Penney’s Game, loosely, is a game about waiting for particular sequences of coin throws inside a larger sequence of fair coin throws. In our first foray into the topic, we examined head-to-head matchups between sequences of three coins. That is, you and a friend both choose a sequence of three coin flips, and the winner is determined by whose sequence appears first.

The first surprising result about this game – or at least, surprising if your intuition is anything like mine was – is that this game is far from fair, and that the win probabilities depend highly on which sequences are chosen.

(NB: I’ve collapsed the code below since it showed up in a nearly-identical form in a previous post, but you can view it by clicking the “Code” button.)

Show code

library(ggplot2)
library(dplyr)
library(tidyr)
library(stringr)

#-------------------

# This function will take two strings of coin flips and return the one that occurs
# first in a long sequence of coin flips.

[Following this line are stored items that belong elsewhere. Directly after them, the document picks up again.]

//! Networking module for peerdrop
//!
//! This module provides every channel a session can reach a peer over,
//! plus the shared plumbing between them:
//!
//! - **Identity**: Persistent peer identity and profile storage
//! - **Presence**: Serverless room discovery with live peer rosters
//! - **Relay**: Optional WebSocket relay for peers outside the room
//! - **Manual**: Copy-paste signal blobs for link-less pairing
//! - **Rendezvous**: Token, QR, and LAN address connection paths
//! - **Negotiation**: Consent-gated connection offers and answers
//! - **Secure**: PAKE handshake and payload encryption for tokens
//! - **Transfer**: Sequential chunked file batches over any channel
//!
//! # Architecture
//!
//! Every channel parses inbound frames into the same [`PeerMessage`]
//! enum and hands them to the session dispatcher, so negotiation and
//! transfer logic never know which wire a frame arrived on.
//!
//! # Example
//!
//! ```rust,ignore
//! use peerdrop::net::identity::{PeerIdentity, ProfileStore};
//! use peerdrop::net::presence::{LocalRoom, PresenceChannel};
//!
//! // Load the persistent identity (creates one on first run)
//! let store = ProfileStore::open().await?;
//! let identity = PeerIdentity::load_or_create(&store).await?;
//!
//! // Join the shared presence room
//! let (session, events) = SessionState::new(identity, store, 256);
//! tokio::spawn(PresenceChannel::run(
//!     session.presence.clone(),
//!     session.clone(),
//!     Arc::new(LocalRoom::new()),
//!     cancel.clone(),
//! ));
//! ```

pub mod connection;
pub mod identity;
pub mod manual;
pub mod message;
pub mod negotiation;
pub mod presence;
pub mod relay;
pub mod rendezvous;
pub mod secure;
pub mod transfer;

pub use connection::{ChannelKind, Connection, ConnectionRegistry, DeviceClass, DiscoveredPeer};
pub use identity::{PeerIdentity, ProfileStore};
pub use message::PeerMessage;
pub use negotiation::{ConnectionRequest, NegotiationError, Negotiator, Responder};
pub use presence::{LocalRoom, PresenceChannel, PresenceStatus, RoomSubstrate};
pub use relay::{validate_endpoint, RelayClient, RelayStatus, ValidatedEndpoint};
pub use transfer::{
    format_size, format_speed, BatchReport, ChunkChannel, ChunkTransport, TransferCoordinator,
    TransferProfile,
};
//! peerdrop - serverless device discovery and file-transfer coordination.
//!
//! Headless session daemon: joins the presence room, connects a relay when
//! one is configured, and logs session events until interrupted. Channel
//! failures degrade the session, they never end it; only an interrupt does.
//!
//! ## Testing with multiple instances on one machine
//!
//! Run two instances with different config directories:
//! ```bash
//! # Terminal 1
//! PEERDROP_CONFIG_DIR=/tmp/pd1 cargo run
//!
//! # Terminal 2
//! PEERDROP_CONFIG_DIR=/tmp/pd2 cargo run
//! ```

use std::sync::Arc;
use std::time::Duration;

use anyhow::Result;
use tokio::sync::mpsc;
use tokio_util::sync::CancellationToken;
use tracing::{debug, error, info, warn};
use tracing_subscriber::{layer::SubscriberExt, util::SubscriberInitExt, EnvFilter};

use peerdrop::app::state::{NoticeLevel, SessionEvent, SessionState};
use peerdrop::net::identity::{PeerIdentity, ProfileStore};
use peerdrop::net::presence::{LocalRoom, PresenceChannel};
use peerdrop::net::relay::{validate_endpoint, RelayClient, ValidatedEndpoint};
use peerdrop::net::transfer::{format_size, format_speed};

/// Relay endpoint override; takes precedence over the saved address.
const RELAY_ENV: &str = "PEERDROP_RELAY";

/// Capacity of the session event stream.
const EVENT_CHANNEL_CAPACITY: usize = 256;

#[tokio::main]
async fn main() -> Result<()> {
    init_logging();

    let store = ProfileStore::open().await?;
    let identity = PeerIdentity::load_or_create(&store).await?;

    let (session, events) = SessionState::new(identity, store, EVENT_CHANNEL_CAPACITY);
    let cancel = CancellationToken::new();

    let presence_task = tokio::spawn(PresenceChannel::run(
        Arc::clone(&session.presence),
        Arc::clone(&session),
        Arc::new(LocalRoom::new()),
        cancel.clone(),
    ));

    let relay_task = match relay_endpoint(&session).await {
        Some(endpoint) => Some(tokio::spawn(RelayClient::run(
            Arc::clone(&session.relay),
            Arc::clone(&session),
            endpoint,
            cancel.clone(),
        ))),
        None => {
            info!("No relay endpoint configured, staying serverless");
            None
        }
    };

    let event_task = tokio::spawn(drain_events(events, cancel.clone()));

    tokio::signal::ctrl_c().await?;
    info!("Interrupt received, shutting down");
    session.begin_shutdown();
    cancel.cancel();

    // Give tasks a moment to leave their rooms and close sockets.
    tokio::time::sleep(Duration::from_millis(100)).await;

    presence_task.await?;
    if let Some(task) = relay_task {
        task.await?;
    }
    event_task.await?;

    info!("Session closed");
    Ok(())
}

/// Resolves the relay endpoint: env override first, then the saved address.
/// An invalid address is skipped with a warning rather than aborting startup.
async fn relay_endpoint(session: &SessionState) -> Option<ValidatedEndpoint> {
    let raw = match std::env::var(RELAY_ENV) {
        Ok(value) => Some(value),
        Err(_) => session.store.saved_relay_addr().await,
    }?;
    match validate_endpoint(&raw) {
        Ok(endpoint) => Some(endpoint),
        Err(error) => {
            warn!(%error, address = %raw, "Ignoring unusable relay address");
            None
        }
    }
}

/// Logs session events; the headless stand-in for a UI surface.
async fn drain_events(mut events: mpsc::Receiver<SessionEvent>, cancel: CancellationToken) {
    loop {
        tokio::select! {
            biased;
            _ = cancel.cancelled() => break,
            event = events.recv() => match event {
                Some(event) => log_event(&event),
                None => break,
            }
        }
    }
}

fn log_event(event: &SessionEvent) {
    match event {
        SessionEvent::Notice { level, text } => match level {
            NoticeLevel::Warning => warn!(notice = %text, "Session notice"),
            NoticeLevel::Error => error!(notice = %text, "Session notice"),
            _ => info!(notice = %text, "Session notice"),
        },
        SessionEvent::RequestReceived { request } => {
            info!(
                peer = %request.peer.peer_id,
                name = %request.peer.name,
                password = request.requires_password,
                "Connection request awaiting consent"
            );
        }
        SessionEvent::ConnectionAdded { connection_id } => {
            info!(connection = %connection_id, "Connection added");
        }
        SessionEvent::ConnectionRemoved { connection_id } => {
            info!(connection = %connection_id, "Connection removed");
        }
        SessionEvent::TransferReady { connection_id } => {
            info!(connection = %connection_id, "Ready for file transfer");
        }
        SessionEvent::RosterChanged { channel, count } => {
            debug!(%channel, count, "Roster changed");
        }
        SessionEvent::FileOffered {
            peer_id,
            file_name,
            file_size,
            ..
        } => {
            info!(
                peer = %peer_id,
                file = %file_name,
                size = %format_size(*file_size),
                "Incoming file offer"
            );
        }
        SessionEvent::TransferProgress {
            file_id,
            percent,
            speed_bps,
        } => {
            debug!(file = file_id, percent, speed = %format_speed(*speed_bps), "Transfer progress");
        }
        SessionEvent::BatchFinished {
            connection_id,
            report,
        } => {
            info!(
                connection = %connection_id,
                completed = report.completed,
                errored = report.errored,
                declined = report.declined,
                cancelled = report.cancelled,
                "Batch finished"
            );
        }
    }
}

/// Initialize logging with tracing.
fn init_logging() {
    let filter =
        EnvFilter::try_from_default_env().unwrap_or_else(|_| EnvFilter::new("peerdrop=info"));

    tracing_subscriber::registry()
        .with(filter)
        .with(tracing_subscriber::fmt::layer())
        .init();
}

penney <- function(p1, p2){         # p1 and p2 are strings like "HHT", "HTT"
  
  coins <- nchar(p1)                # record how many coins are in the sequences to be compared
    
  p1 <- unlist(str_split(p1, ""))   # split string into vector of length equal to coins
  p2 <- unlist(str_split(p2, ""))
  
  flips <- sample(c("H", "T"), coins, replace = T) 
    
  # on each pass of the while loop, push the first n-1 coins forward in the list,
  # then sample a new coin for the nth one; for instance, HTH becomes TH? where
  # ? is the result of a new coin flip
  while(!all(p1 == flips) & !all(p2 == flips)){
    flips[1:(coins - 1)] <- flips[2:coins]
    flips[coins] <- sample(c("H", "T"), 1)
  }
    
  ifelse(all(p1 == flips), 
         paste0(p1, collapse = ""), 
         paste0(p2, collapse = ""))  # output winning sequence
}

#-------------------

# This helper function takes two coin sequences, simulates Penney's game many
# times, and returns the proportion of times the *first* sequence wins.
penney_wrapper <- function(p1, p2){
  mean(replicate(1e4, penney(p1, p2)) == p1)
}

# The next function produces a vector of appropriate length enumerating all
# possible sequences of coin flips of that length; for instance, ht_iterator(2)
# will return the vector c("HH", "HT", "TH", "TT"). This works recursively by 
# calling ht_iterator(k-1), duplicating it, and appending each of H and T to 
# one of the duplicates.
ht_iterator <- function(k){
  if(k == 1) {
    return(c("H", "T"))
  } else {
    ht_iterator(k-1) %>%
      rep(each = 2) %>%
      paste0(c("H", "T"))
  } 
}

# make a data frame with all combinations of sequences
results <-
  ht_iterator(3) %>%
  combn(2) %>%
  t() %>%
  as.data.frame()

names(results) <- c("p1", "p2")

results <- 
  results %>%
  rowwise() %>%
  mutate(p1_wins = penney_wrapper(p1, p2)) %>%
  mutate(p1_wins = round(p1_wins, 2))

# since we simulated only half of the matchups, we can just mirror
# the results to flip p1 and p2 rather than resimulating
results <-
  tibble(
    p1 = results$p2,
    p2 = results$p1,
    p1_wins = 1 - results$p1_wins
  ) %>%
    bind_rows(results)

results %>%
  ggplot(aes(x = p1, y = p2, fill = p1_wins)) +
    geom_tile() +
    geom_text(aes(label = p1_wins), size = 6) +
    scale_fill_gradient2(low = "yellow", mid = "white", 
                         high = "cyan", midpoint = 0.5) +
    labs(title = "Head-to-head matchups: Penney's Game",
         subtitle = "10K trials per matchup combination",
         fill = "p1 win %") +
    theme(text = element_text(size = 20))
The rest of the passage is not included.